■ EXERCISE
Beginning at the line that contains "mod envelope;", return every remaining line of the data below exactly; return nothing before it.
● ● ● ● ● ● ●
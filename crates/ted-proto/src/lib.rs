//! # ted-proto
//!
//! Wire types for the Telegram Bot API, shared by the `ted` crates.
//!
//! This crate has no I/O. It provides:
//! - The response [`Response`] envelope and its error parameters
//! - [`ChatId`], the numeric-or-handle chat identifier
//! - The [`ReplyMarkup`] family attached to outgoing messages
//! - The [`InlineQueryResult`] and [`InputMessageContent`] families
//! - Incoming update payloads ([`Update`], [`Message`], ...)
//! - [`encoding`], the JSON-within-JSON helper the API requires for markup
//!   and inline results

mod chat;
mod command;
pub mod encoding;
mod envelope;
mod inline;
mod markup;
mod parse_mode;
mod types;

pub use chat::ChatId;
pub use envelope::{Response, ResponseParameters};
pub use inline::{
    InlineQueryResult, InlineQueryResultArticle, InlineQueryResultCachedDocument,
    InlineQueryResultCachedPhoto, InlineQueryResultCachedSticker, InlineQueryResultContact,
    InlineQueryResultLocation, InlineQueryResultPhoto, InlineQueryResultVenue,
    InputContactMessageContent, InputLocationMessageContent, InputMessageContent,
    InputTextMessageContent, InputVenueMessageContent,
};
pub use markup::{
    ForceReply, InlineKeyboardButton, InlineKeyboardMarkup, KeyboardButton, ReplyKeyboardMarkup,
    ReplyKeyboardRemove, ReplyMarkup,
};
pub use parse_mode::ParseMode;
pub use types::{
    CallbackQuery, Chat, ChosenInlineResult, EntityKind, InlineQuery, Location, Message,
    MessageEntity, Update, UpdateKind, User, WebhookInfo,
};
● ● ● ● ● ● ●
■ RESULT BELOW
mod envelope;
mod inline;
mod markup;
mod parse_mode;
mod types;

pub use chat::ChatId;
pub use envelope::{Response, ResponseParameters};
pub use inline::{
    InlineQueryResult, InlineQueryResultArticle, InlineQueryResultCachedDocument,
    InlineQueryResultCachedPhoto, InlineQueryResultCachedSticker, InlineQueryResultContact,
    InlineQueryResultLocation, InlineQueryResultPhoto, InlineQueryResultVenue,
    InputContactMessageContent, InputLocationMessageContent, InputMessageContent,
    InputTextMessageContent, InputVenueMessageContent,
};
pub use markup::{
    ForceReply, InlineKeyboardButton, InlineKeyboardMarkup, KeyboardButton, ReplyKeyboardMarkup,
    ReplyKeyboardRemove, ReplyMarkup,
};
pub use parse_mode::ParseMode;
pub use types::{
    CallbackQuery, Chat, ChosenInlineResult, EntityKind, InlineQuery, Location, Message,
    MessageEntity, Update, UpdateKind, User, WebhookInfo,
};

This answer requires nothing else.